“A company is only as good as its management.” We’ve all heard it. And, regardless of the extent to which you believe it, there’s a marked correlation between the behavior of a CEO and the success of their company. Uber’s former CEO, Travis Kalanick, errs on the side of a less-than-good CEO, and his company has been an utter wreck since well before he stepped down in June 2017. It’s up to Dara Khosrowshahi to save it—but it may already be too late.
Khosrowshahi has been chosen as Uber’s new CEO, and it’s expected that he’ll accept the position. Khosrowshahi wasn’t the only choice, but the short list of prospective leaders dwindled as time went on—mostly due to the chaos of the board and the hostile culture known to surround the company.
Former CEO Kalanick, without a doubt, helped transform the way we think about the sharing economy. In fact, to most of us, it was his creation that introduced us to the idea. But one can’t just start a company and call oneself successful. Any Tom, Dick or Harry can start a company. But success requires leadership, and it’s in the long run that a CEO’s leadership capabilities are truly seen. For Uber to be a successful company, it’s not enough to just have a good idea.
Has Uber played its role?
Maybe a good idea is all Uber has ever been. It’s been fun, and we truly love the idea! But Uber has played its role. It was the necessary spark. It upset the industry, fomented change, and revolutionized the field… all before fading into eventual obscurity in a cloud of sexual harassment claims, hyper aggressive business tactics, fragmented management, and internal politics.
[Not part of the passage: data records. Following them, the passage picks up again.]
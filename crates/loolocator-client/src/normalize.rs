//! Normalization of directory wire records into [`WashroomRecord`] values.
//!
//! A record that fails validation is dropped with a warning instead of
//! failing the whole response, so one bad row never blanks the result list.

use std::collections::HashSet;

use loolocator_core::{Amenity, Coordinate, WashroomId, WashroomRecord};
use thiserror::Error;

use crate::types::WireWashroom;

/// Reason a wire record was refused.
#[derive(Debug, Clone, PartialEq, Error)]
pub enum RecordRejected {
    #[error("record has an empty id")]
    EmptyId,
    #[error("location out of range: {0}")]
    Location(#[from] loolocator_core::InvalidCoordinate),
    #[error("rating {0} outside [0, 5]")]
    Rating(f64),
    #[error("distance {0} is negative or not a number")]
    Distance(f64),
}

/// Converts one wire record, computing the distance from `origin` when the
/// service did not send one.
///
/// # Errors
///
/// Returns [`RecordRejected`] when the record violates a field invariant.
pub fn normalize_record(
    wire: WireWashroom,
    origin: Option<&Coordinate>,
) -> Result<WashroomRecord, RecordRejected> {
    let id = wire.id.trim();
    if id.is_empty() {
        return Err(RecordRejected::EmptyId);
    }

    let location = Coordinate::new(wire.location.latitude, wire.location.longitude)?;

    if !(0.0..=5.0).contains(&wire.rating) {
        return Err(RecordRejected::Rating(wire.rating));
    }

    let distance_meters = match wire.distance {
        Some(d) if d.is_nan() || d < 0.0 => return Err(RecordRejected::Distance(d)),
        Some(d) => Some(d),
        None => origin.map(|o| o.distance_to(&location)),
    };

    let mut seen = HashSet::new();
    let amenities = wire
        .amenities
        .into_iter()
        .map(Amenity::from)
        .filter(|a| seen.insert(a.clone()))
        .collect();

    Ok(WashroomRecord {
        id: WashroomId::new(id),
        name: wire.name,
        address: wire.address,
        description: wire.description.filter(|d| !d.trim().is_empty()),
        location,
        rating: wire.rating,
        hours: wire.hours.unwrap_or_else(|| "24/7".to_string()),
        accessibility: wire.accessibility,
        verified: wire.verified,
        amenities,
        distance_meters,
    })
}

/// Converts a raw JSON array from the nearest endpoint, preserving order.
///
/// Entries that do not deserialize or fail validation are skipped, as are
/// repeated ids (the first occurrence wins).
#[must_use]
pub fn normalize_records(
    items: Vec<serde_json::Value>,
    origin: Option<&Coordinate>,
) -> Vec<WashroomRecord> {
    let mut seen_ids = HashSet::new();
    items
        .into_iter()
        .enumerate()
        .filter_map(|(index, value)| {
            let wire = serde_json::from_value::<WireWashroom>(value)
                .map_err(|e| {
                    tracing::warn!(index, error = %e, "skipping malformed washroom record");
                })
                .ok()?;
            let wire_id = wire.id.clone();
            normalize_record(wire, origin)
                .map_err(|e| {
                    tracing::warn!(index, id = %wire_id, error = %e, "skipping invalid washroom record");
                })
                .ok()
        })
        .filter(|record| {
            let fresh = seen_ids.insert(record.id.clone());
            if !fresh {
                tracing::warn!(id = %record.id, "skipping duplicate washroom id");
            }
            fresh
        })
        .collect()
}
There’s no doubt that Uber changed the industry for the better. It awakened the public to the concept of a sharing economy, and it encouraged local governments to look again at their regulations for traditional taxis, eliminating the most needless rules, hoping to remain competitive in light of this new paradigm of sharing.
But we don’t need Uber anymore. And frankly, with its problems, we don’t really want Uber anymore.
It’s time for something new, and Uber is increasingly old.
Khosrowshahi is Too Little, Too Late
Leaving Expedia for Uber, Khosrowshahi may have bitten off more than he can chew. Uber is still being run like the startup it was in 2009. That’s increasingly unsustainable.
If Khosrowshahi is going to turn Uber around, he needs to change it in a big way. Uber is operating on a knife edge. If nothing changes, Uber will fail in a big way. Ridesharing companies like Lyft in the United States, or Hailo and Haxi in Europe, are beating Uber at its own game—and doing so at a profit, and with greater public trust. While they’re profiting and expanding in the international market, the mighty Uber ended 2016 reporting a net loss of C$3.5 billion.
Uber has periodically tried its hand at different projects, but its focus has always been ridesharing, with the relatively recent expansion of UberEats food delivery. It may be for the better; its foray into self-driving cars, the goal of which is to replace or supplement current Uber drivers, is overshadowed by tech giants like Google and Apple.
Uber Is Dead
Will Uber recover from its wounds? I’m not convinced. And, if it goes under, I won’t be upset. It’s not my lack of faith in Khosrowshahi’s business prowess, it’s just that Nike-esque stories of epic corporate turnarounds are few and far between. Uber is dead, and it has been dying for a long time.
Regardless of a fresh CEO, Khosrowshahi’s best efforts will likely fail to save Uber. My predictions? Uber will fade out of existence, being replaced, rightfully, by other, better companies.
Perhaps, however, something totally crazy will happen. Perhaps, in a perfectly timed, well-calculated swoop, it will be bought by the likes of Google. But no, that’s just madness. Google totally doesn’t have a history of buying out poorly-run companies with popular names and revolutionary technology.